As UX continues to broaden in scope and appeal, I’d like to look at certain aspects of current UX design practice to identify some emerging themes indicating that a fundamental shift in the UX landscape may be occurring.

By considering its diversity, its varying roles, and its growing relevance, my intent is to provoke conversation and reflection on current practice and speculate on some future disciplinary goals beyond the screen.

In this article, I’ll put forth a few dimensions of an expanded view of UX practice that ties directly to current themes in design education and explicit shifts in industry as UX continues to gain clarity and mainstream status.

Continental Drift

For decades, human-centered design has been the hallmark for industrial design. More recently, it has been widely adopted as generalized terminology across the various sub-disciplines of design.

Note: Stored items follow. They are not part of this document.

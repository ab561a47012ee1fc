//! Stage 4: reduce overlapping operator variants to canonical form.
//!
//! The imported op set carries three kinds of overlap, all table-driven
//! through [`VariantTable`]:
//!
//!   * in-place variants (`add_`, `mul_`, `relu_`) compute like their
//!     canonical op but write the result into operand 0's storage;
//!   * scalar overloads (`add.scalar`) take a scalar right-hand side
//!     where the canonical op wants a tensor;
//!   * value-semantic ops applied to reference tensors, which compute a
//!     fresh value but were typed over mutable storage by the importer.
//!
//! Each is rewritten in terms of the canonical op over value tensors,
//! with `to_value` / `from_value` bridges at the seams and an explicit
//! `overwrite` where the variant mutated storage:
//!
//! ```text
//!   %r = add_(%x, %y)            %xv = to_value %x
//!                          =>    %s  = add %xv, %y
//!                                overwrite %s, %x        uses of %r -> %x
//! ```
//!
//! Afterwards no variant opcodes remain and every arithmetic op is typed
//! over value tensors; the mutation maximizer only has the bridge ops
//! left to resolve.

use tensile_core::ir::{Function, OpKind, Opcode, Program};
use tensile_core::{BlockId, Diagnostic, OpId, Type};
use tensile_rules::{VariantForm, VariantTable};

#[derive(Debug, Default, Clone, Copy)]
pub struct ReduceVariantsStats {
    pub variants_reduced: usize,
    pub bridges_inserted: usize,
}

#[derive(Debug)]
pub struct ReduceVariantsOutput {
    pub program: Program,
    pub stats: ReduceVariantsStats,
}

pub struct OperatorVariantReducer<'a> {
    program: Program,
    table: &'a VariantTable,
}

impl<'a> OperatorVariantReducer<'a> {
    pub fn new(program: Program, table: &'a VariantTable) -> OperatorVariantReducer<'a> {
        OperatorVariantReducer { program, table }
    }

    #[cfg_attr(feature = "profiling", profiling::function)]
    pub fn run(mut self) -> Result<ReduceVariantsOutput, Diagnostic> {
        let mut stats = ReduceVariantsStats::default();
        let ids: Vec<_> = self.program.func_ids().collect();
        for id in ids {
            let func = self.program.function_mut(id);
            let ops: Vec<(BlockId, OpId)> = func
                .blocks
                .iter()
                .enumerate()
                .flat_map(|(b, block)| {
                    block.ops.iter().map(move |&op| (BlockId::new(b as u32), op))
                })
                .collect();
            for (block, op) in ops {
                let kind = func.op(op).kind.clone();
                if let Some(rule) = self.table.lookup(kind.opcode()) {
                    let canonical = rule.canonical.clone();
                    stats.bridges_inserted += match rule.form {
                        VariantForm::InPlace => reduce_in_place(func, block, op, canonical)?,
                        VariantForm::ScalarOverload => {
                            reduce_scalar_overload(func, block, op, canonical)?
                        }
                    };
                    stats.variants_reduced += 1;
                } else if is_tensor_compute(kind.opcode()) {
                    stats.bridges_inserted += normalize_references(func, block, op)?;
                }
            }
        }
        Ok(ReduceVariantsOutput { program: self.program, stats })
    }
}

/// Ops that compute a fresh tensor from their operands. These are the
/// ops worth retyping over value tensors; bridge ops and terminators
/// keep their reference operands on purpose.
fn is_tensor_compute(opcode: Opcode) -> bool {
    use Opcode::*;
    matches!(
        opcode,
        Add | Sub | Mul | Div | Neg | Relu | Exp | Matmul | Transpose | Sum | Linear
            | Softmax | Mean | Square
    )
}

/// `%r = op_(%x, ...)` becomes canonical-over-values plus an explicit
/// `overwrite` into `%x`'s storage. `%r` was an alias of `%x`, so its
/// uses simply become `%x`.
fn reduce_in_place(
    func: &mut Function,
    block: BlockId,
    op: OpId,
    canonical: OpKind,
) -> Result<usize, Diagnostic> {
    let operation = func.op(op);
    let loc = operation.loc;
    let operands = operation.operands.clone();
    let result = operation.result(0);
    let Some(&receiver) = operands.first() else {
        return Err(Diagnostic::internal(loc, &func.name, "in-place operator with no receiver"));
    };
    if !func.value(receiver).ty.is_ref_tensor() {
        return Err(Diagnostic::aliasing(
            loc,
            &func.name,
            format!("`{}` mutates a value-typed operand", func.op(op).kind.opcode()),
        ));
    }
    let Some(meta) = func.value(result).ty.tensor_meta().cloned() else {
        return Err(Diagnostic::internal(loc, &func.name, "in-place operator with a non-tensor result"));
    };

    let Some(mut index) = func.op_index(block, op) else {
        return Err(Diagnostic::internal(loc, &func.name, "operation left its block during rewriting"));
    };
    let mut bridges = 0;
    let mut value_operands = Vec::with_capacity(operands.len());
    for &operand in &operands {
        value_operands.push(match func.value(operand).ty.clone() {
            Type::Tensor(operand_meta) => {
                let bridge = func.insert_op(
                    block,
                    index,
                    OpKind::ToValue,
                    vec![operand],
                    vec![Type::ValueTensor(operand_meta)],
                    loc,
                );
                index += 1;
                bridges += 1;
                func.op(bridge).result(0)
            }
            _ => operand,
        });
    }

    let computed = func.insert_op(
        block,
        index,
        canonical,
        value_operands,
        vec![Type::ValueTensor(meta)],
        loc,
    );
    let value = func.op(computed).result(0);
    func.insert_op(block, index + 1, OpKind::Overwrite, vec![value, receiver], vec![], loc);
    func.replace_all_uses(result, receiver);
    func.erase_op(op);
    Ok(bridges)
}

/// `%r = add.scalar(%t, %s)` becomes `scalar_tensor` + the canonical op.
/// The variant op is rewritten in place so `%r` keeps its identity.
fn reduce_scalar_overload(
    func: &mut Function,
    block: BlockId,
    op: OpId,
    canonical: OpKind,
) -> Result<usize, Diagnostic> {
    let operation = func.op(op);
    let loc = operation.loc;
    let operands = operation.operands.clone();
    let [tensor, scalar] = operands[..] else {
        return Err(Diagnostic::internal(loc, &func.name, "scalar overload expects two operands"));
    };

    let Some(mut index) = func.op_index(block, op) else {
        return Err(Diagnostic::internal(loc, &func.name, "operation left its block during rewriting"));
    };
    let mut bridges = 0;
    let tensor = match func.value(tensor).ty.clone() {
        Type::Tensor(meta) => {
            let bridge = func.insert_op(
                block,
                index,
                OpKind::ToValue,
                vec![tensor],
                vec![Type::ValueTensor(meta)],
                loc,
            );
            index += 1;
            bridges += 1;
            func.op(bridge).result(0)
        }
        _ => tensor,
    };

    let Some(dtype) = func.value(scalar).ty.scalar_dtype() else {
        return Err(Diagnostic::type_conflict(
            loc,
            &func.name,
            "scalar operand has no tensor element type",
        ));
    };
    let promoted = func.insert_op(
        block,
        index,
        OpKind::ScalarTensor,
        vec![scalar],
        vec![Type::vtensor(&[], dtype)],
        loc,
    );
    let promoted = func.op(promoted).result(0);

    func.op_mut(op).kind = canonical;
    func.op_mut(op).operands = vec![tensor, promoted];
    if detach_reference_result(func, block, op)? {
        bridges += 1;
    }
    Ok(bridges)
}

/// Retype a value-semantic op over value tensors, bridging reference
/// operands with `to_value` and a reference result with `from_value`.
fn normalize_references(
    func: &mut Function,
    block: BlockId,
    op: OpId,
) -> Result<usize, Diagnostic> {
    let loc = func.op(op).loc;
    let operands = func.op(op).operands.clone();
    let mut bridges = 0;
    for (i, operand) in operands.into_iter().enumerate() {
        let Type::Tensor(meta) = func.value(operand).ty.clone() else {
            continue;
        };
        let Some(index) = func.op_index(block, op) else {
            return Err(Diagnostic::internal(loc, &func.name, "operation left its block during rewriting"));
        };
        let bridge = func.insert_op(
            block,
            index,
            OpKind::ToValue,
            vec![operand],
            vec![Type::ValueTensor(meta)],
            loc,
        );
        func.op_mut(op).operands[i] = func.op(bridge).result(0);
        bridges += 1;
    }
    if detach_reference_result(func, block, op)? {
        bridges += 1;
    }
    Ok(bridges)
}

/// When `op`'s result is reference-typed, retype it as a value tensor
/// and reintroduce the reference through a trailing `from_value`.
fn detach_reference_result(
    func: &mut Function,
    block: BlockId,
    op: OpId,
) -> Result<bool, Diagnostic> {
    let Some(&result) = func.op(op).results.first() else {
        return Ok(false);
    };
    let Type::Tensor(meta) = func.value(result).ty.clone() else {
        return Ok(false);
    };
    let loc = func.op(op).loc;
    let users = func.uses(result);
    func.value_mut(result).ty = Type::ValueTensor(meta.clone());
    let Some(index) = func.op_index(block, op) else {
        return Err(Diagnostic::internal(loc, &func.name, "operation left its block during rewriting"));
    };
    let bridge = func.insert_op(
        block,
        index + 1,
        OpKind::FromValue,
        vec![result],
        vec![Type::Tensor(meta)],
        loc,
    );
    let reference = func.op(bridge).result(0);
    for (user, i) in users {
        func.op_mut(user).operands[i] = reference;
    }
    Ok(true)
}
//! Stage 9: flatten the public calling convention.
//!
//! Public signatures are the external contract, and the external world
//! speaks flat positional values: no tuples, no optionals. This pass
//! rewrites every `Public` function, and every internal call site of one,
//! to that contract. An optional becomes a bool presence flag followed by
//! its payload; a tuple contributes its elements in order; both unfold
//! recursively. The aggregates the body still consumes are rebuilt from
//! the flat leaves on entry, and taken apart again at each return.
//!
//! ```text
//! pub fn scale(%0: ((vtensor<[2],f32>, f32?))) -> f32?
//!
//!     |  flatten
//!     v
//!
//! pub fn scale(%a: vtensor<[2],f32>, %flag: bool, %pay: f32) -> bool, f32
//!   entry:
//!     %opt = optional.pack %flag, %pay
//!     %0   = tuple.pack %a, %opt
//!     ...
//!     %f = optional.flag %r
//!     %p = optional.payload %r
//!     return %f, %p
//! ```
//!
//! Types with no stable external form (`Union`, residual `Class`,
//! reference `Tensor`) cannot cross the boundary and abort with a
//! `Convention` diagnostic naming the function. Private functions keep
//! their aggregate signatures. Where refinement sharpened a call result
//! below the callee's declared type, the rebuilt aggregate is narrowed
//! back with `unchecked_narrow` so the caller's refined expectations
//! survive the rewrite. A second run finds only flat public signatures
//! and changes nothing.

use rustc_hash::{FxHashMap, FxHashSet};
use tensile_core::ir::{Function, OpKind, Opcode, Program};
use tensile_core::{BlockId, Diagnostic, FuncId, OpId, SourceLoc, Type, ValueId};

#[derive(Debug, Default, Clone, Copy)]
pub struct CallingConventionStats {
    pub params_flattened: usize,
    pub results_flattened: usize,
    pub calls_rewritten: usize,
}

#[derive(Debug)]
pub struct CallingConventionOutput {
    pub program: Program,
    pub stats: CallingConventionStats,
}

pub struct CallingConventionAdjuster {
    program: Program,
}

impl CallingConventionAdjuster {
    pub fn new(program: Program) -> CallingConventionAdjuster {
        CallingConventionAdjuster { program }
    }

    #[cfg_attr(feature = "profiling", profiling::function)]
    pub fn run(mut self) -> Result<CallingConventionOutput, Diagnostic> {
        let mut stats = CallingConventionStats::default();
        let ids: Vec<FuncId> = self.program.func_ids().collect();

        // Call sites are rewritten against the signatures the callees had
        // before this pass touched them.
        let mut old_signatures: FxHashMap<String, (Vec<Type>, Vec<Type>)> = FxHashMap::default();
        for &f in &ids {
            let func = self.program.function(f);
            if func.is_public() {
                let signature = (func.param_types(), func.declared_results.clone());
                old_signatures.insert(func.name.clone(), signature);
            }
        }

        let mut rewritten: FxHashSet<String> = FxHashSet::default();
        for &f in &ids {
            if !self.program.function(f).is_public() {
                continue;
            }
            let params_changed = self.flatten_params(f, &mut stats)?;
            let results_changed = self.flatten_results(f, &mut stats)?;
            if params_changed || results_changed {
                rewritten.insert(self.program.function(f).name.clone());
            }
        }

        if !rewritten.is_empty() {
            for &f in &ids {
                self.rewrite_calls(f, &rewritten, &old_signatures, &mut stats)?;
            }
        }

        Ok(CallingConventionOutput { program: self.program, stats })
    }

    /// Rebuild the entry block's parameter list from the flat leaf types,
    /// reconstructing each original aggregate at the top of the block.
    fn flatten_params(
        &mut self,
        f: FuncId,
        stats: &mut CallingConventionStats,
    ) -> Result<bool, Diagnostic> {
        let func = self.program.function_mut(f);
        let name = func.name.clone();
        let loc = func.loc;
        let old: Vec<(ValueId, Type)> =
            func.params().iter().map(|&p| (p, func.value(p).ty.clone())).collect();

        let mut plans = Vec::with_capacity(old.len());
        let mut any = false;
        for (_, ty) in &old {
            let mut leaves = Vec::new();
            flatten_type(&name, ty, &mut leaves, loc)?;
            any |= leaves.len() != 1 || leaves[0] != *ty;
            plans.push(leaves);
        }
        if !any {
            return Ok(false);
        }

        func.blocks[BlockId::ENTRY.index()].params.clear();
        let mut replacements = Vec::with_capacity(old.len());
        for plan in &plans {
            let leaves: Vec<ValueId> =
                plan.iter().map(|ty| func.add_block_param(BlockId::ENTRY, ty.clone())).collect();
            replacements.push(leaves);
        }

        let mut insert_at = 0usize;
        for (i, (old_value, ty)) in old.iter().enumerate() {
            if plans[i].len() == 1 && plans[i][0] == *ty {
                func.replace_all_uses(*old_value, replacements[i][0]);
                continue;
            }
            let mut cursor = 0usize;
            let rebuilt = build_value(
                func,
                &name,
                BlockId::ENTRY,
                &mut insert_at,
                ty,
                &replacements[i],
                &mut cursor,
                loc,
            )?;
            func.replace_all_uses(*old_value, rebuilt);
            stats.params_flattened += 1;
        }
        Ok(true)
    }

    /// Flatten the declared result list and destructure every return's
    /// operands down to the matching leaves.
    fn flatten_results(
        &mut self,
        f: FuncId,
        stats: &mut CallingConventionStats,
    ) -> Result<bool, Diagnostic> {
        let func = self.program.function_mut(f);
        let name = func.name.clone();
        let loc = func.loc;
        let declared = func.declared_results.clone();

        let mut flattened = Vec::new();
        let mut expanded = 0usize;
        for ty in &declared {
            let mut leaves = Vec::new();
            flatten_type(&name, ty, &mut leaves, loc)?;
            if leaves.len() != 1 || leaves[0] != *ty {
                expanded += 1;
            }
            flattened.extend(leaves);
        }
        if expanded == 0 {
            return Ok(false);
        }

        for b in 0..func.blocks.len() {
            let block = BlockId::new(b as u32);
            let Some(&ret) = func.blocks[block.index()].ops.last() else { continue };
            if func.op(ret).kind.opcode() != Opcode::Return {
                continue;
            }
            let operands = func.op(ret).operands.clone();
            let ret_loc = func.op(ret).loc;
            let Some(mut insert_at) = func.op_index(block, ret) else {
                return Err(Diagnostic::internal(loc, &name, "return left its block during rewriting"));
            };
            let mut new_operands = Vec::with_capacity(flattened.len());
            for (operand, ty) in operands.iter().zip(&declared) {
                destructure_value(func, block, &mut insert_at, *operand, ty, &mut new_operands, ret_loc);
            }
            func.op_mut(ret).operands = new_operands;
        }

        func.results = flattened.clone();
        func.declared_results = flattened;
        stats.results_flattened += expanded;
        Ok(true)
    }

    /// Rewrite every call to a flattened public function: arguments are
    /// destructured by the callee's old parameter types, and the old
    /// aggregate results are rebuilt from the new call's flat leaves.
    fn rewrite_calls(
        &mut self,
        f: FuncId,
        rewritten: &FxHashSet<String>,
        old_signatures: &FxHashMap<String, (Vec<Type>, Vec<Type>)>,
        stats: &mut CallingConventionStats,
    ) -> Result<(), Diagnostic> {
        let func = self.program.function_mut(f);
        let name = func.name.clone();

        let mut sites: Vec<(BlockId, OpId, String)> = Vec::new();
        for (b, block) in func.blocks.iter().enumerate() {
            for &op in &block.ops {
                if let OpKind::Call(callee) = &func.op(op).kind {
                    if rewritten.contains(callee) {
                        sites.push((BlockId::new(b as u32), op, callee.clone()));
                    }
                }
            }
        }

        for (block, site, callee) in sites {
            let call_loc = func.op(site).loc;
            let operands = func.op(site).operands.clone();
            let old_values = func.op(site).results.clone();
            let Some((old_params, old_results)) = old_signatures.get(&callee) else {
                return Err(Diagnostic::internal(
                    call_loc,
                    &name,
                    format!("call to `{callee}` has no recorded signature"),
                ));
            };
            if operands.len() != old_params.len() || old_values.len() != old_results.len() {
                return Err(Diagnostic::internal(
                    call_loc,
                    &name,
                    format!("call to `{callee}` does not match its recorded signature"),
                ));
            }
            let Some(mut insert_at) = func.op_index(block, site) else {
                return Err(Diagnostic::internal(call_loc, &name, "call left its block during rewriting"));
            };

            let mut new_operands = Vec::new();
            for (operand, param) in operands.iter().zip(old_params) {
                destructure_value(func, block, &mut insert_at, *operand, param, &mut new_operands, call_loc);
            }
            let mut new_result_tys = Vec::new();
            for ty in old_results {
                flatten_type(&callee, ty, &mut new_result_tys, call_loc)?;
            }
            let call = func.insert_op(
                block,
                insert_at,
                OpKind::Call(callee.clone()),
                new_operands,
                new_result_tys,
                call_loc,
            );
            insert_at += 1;
            let leaves = func.op(call).results.clone();

            let mut cursor = 0usize;
            for (old_value, ty) in old_values.iter().zip(old_results) {
                let rebuilt =
                    build_value(func, &name, block, &mut insert_at, ty, &leaves, &mut cursor, call_loc)?;
                // Refinement may have left this value sharper than the
                // rebuilt aggregate; narrow back so its users still see
                // the type they were refined against.
                let narrow = func.value(*old_value).ty.clone();
                let replacement = if func.value(rebuilt).ty != narrow {
                    let bridge = func.insert_op(
                        block,
                        insert_at,
                        OpKind::UncheckedNarrow(narrow.clone()),
                        vec![rebuilt],
                        vec![narrow],
                        call_loc,
                    );
                    insert_at += 1;
                    func.op(bridge).result(0)
                } else {
                    rebuilt
                };
                func.replace_all_uses(*old_value, replacement);
            }
            func.erase_op(site);
            stats.calls_rewritten += 1;
        }
        Ok(())
    }
}

/// The flat external form of `ty`, appended to `out`. Optionals contribute
/// their presence flag before the payload, matching `optional.pack`'s
/// operand order.
fn flatten_type(name: &str, ty: &Type, out: &mut Vec<Type>, loc: SourceLoc) -> Result<(), Diagnostic> {
    match ty {
        Type::Optional(inner) => {
            out.push(Type::Bool);
            flatten_type(name, inner, out, loc)
        }
        Type::Tuple(elems) => {
            for elem in elems {
                flatten_type(name, elem, out, loc)?;
            }
            Ok(())
        }
        Type::Tensor(_) | Type::Union(_) | Type::Class(_) => Err(Diagnostic::convention(
            loc,
            name,
            format!("`{ty}` cannot cross the public boundary"),
        )),
        _ => {
            out.push(ty.clone());
            Ok(())
        }
    }
}

/// Rebuild an aggregate of type `ty` from `leaves`, consuming them in
/// flattening order. Pack ops are inserted in dependency order at
/// `insert_at`.
fn build_value(
    func: &mut Function,
    name: &str,
    block: BlockId,
    insert_at: &mut usize,
    ty: &Type,
    leaves: &[ValueId],
    cursor: &mut usize,
    loc: SourceLoc,
) -> Result<ValueId, Diagnostic> {
    match ty {
        Type::Optional(inner) => {
            let flag = take_leaf(name, leaves, cursor, loc)?;
            let payload = build_value(func, name, block, insert_at, inner, leaves, cursor, loc)?;
            let pack = func.insert_op(
                block,
                *insert_at,
                OpKind::OptionalPack,
                vec![flag, payload],
                vec![ty.clone()],
                loc,
            );
            *insert_at += 1;
            Ok(func.op(pack).result(0))
        }
        Type::Tuple(elems) => {
            let mut parts = Vec::with_capacity(elems.len());
            for elem in elems {
                parts.push(build_value(func, name, block, insert_at, elem, leaves, cursor, loc)?);
            }
            let pack =
                func.insert_op(block, *insert_at, OpKind::TuplePack, parts, vec![ty.clone()], loc);
            *insert_at += 1;
            Ok(func.op(pack).result(0))
        }
        _ => take_leaf(name, leaves, cursor, loc),
    }
}

fn take_leaf(
    name: &str,
    leaves: &[ValueId],
    cursor: &mut usize,
    loc: SourceLoc,
) -> Result<ValueId, Diagnostic> {
    let Some(&leaf) = leaves.get(*cursor) else {
        return Err(Diagnostic::internal(loc, name, "flattened value ran out of leaves"));
    };
    *cursor += 1;
    Ok(leaf)
}

/// Take a value of type `ty` apart into its flat leaves, pushing them onto
/// `out` in flattening order. A value whose own class was subsumed into an
/// optional is wrapped with `derefine` first so the unpack ops see the
/// class they expect.
fn destructure_value(
    func: &mut Function,
    block: BlockId,
    insert_at: &mut usize,
    mut value: ValueId,
    ty: &Type,
    out: &mut Vec<ValueId>,
    loc: SourceLoc,
) {
    if matches!(ty, Type::Optional(_)) && !matches!(func.value(value).ty, Type::Optional(_)) {
        let wrap = func.insert_op(
            block,
            *insert_at,
            OpKind::Derefine(ty.clone()),
            vec![value],
            vec![ty.clone()],
            loc,
        );
        *insert_at += 1;
        value = func.op(wrap).result(0);
    }
    match ty {
        Type::Optional(inner) => {
            let flag =
                func.insert_op(block, *insert_at, OpKind::OptionalFlag, vec![value], vec![Type::Bool], loc);
            *insert_at += 1;
            out.push(func.op(flag).result(0));
            let payload = func.insert_op(
                block,
                *insert_at,
                OpKind::OptionalPayload,
                vec![value],
                vec![(**inner).clone()],
                loc,
            );
            *insert_at += 1;
            let payload = func.op(payload).result(0);
            destructure_value(func, block, insert_at, payload, inner, out, loc);
        }
        Type::Tuple(elems) => {
            let unpack =
                func.insert_op(block, *insert_at, OpKind::TupleUnpack, vec![value], elems.clone(), loc);
            *insert_at += 1;
            let parts = func.op(unpack).results.clone();
            for (part, elem) in parts.into_iter().zip(elems) {
                destructure_value(func, block, insert_at, part, elem, out, loc);
            }
        }
        _ => out.push(value),
    }
}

In a June 2010 article for UX Magazine titled “From Industrial Design to User Experience,” I wrote that “all design is human-centered. If it’s not human-centered, then it’s not design.”

I believe that the fundamental tenets and concerns for all designers remain (and will always remain) people—the aims, goals, and very cause for the existence of designing as an activity is to benefit humanity on some level and improve the human condition. We design for people. Whether directly or indirectly, our goals in designing systems, services, products, and communications involves some capacity of advancing the state of humanity.

Contemporary design problems are typically complex and interconnected, requiring us to work in new ways. Considering what human-centered design means today, in the context of human experience we must consider an expanded definition.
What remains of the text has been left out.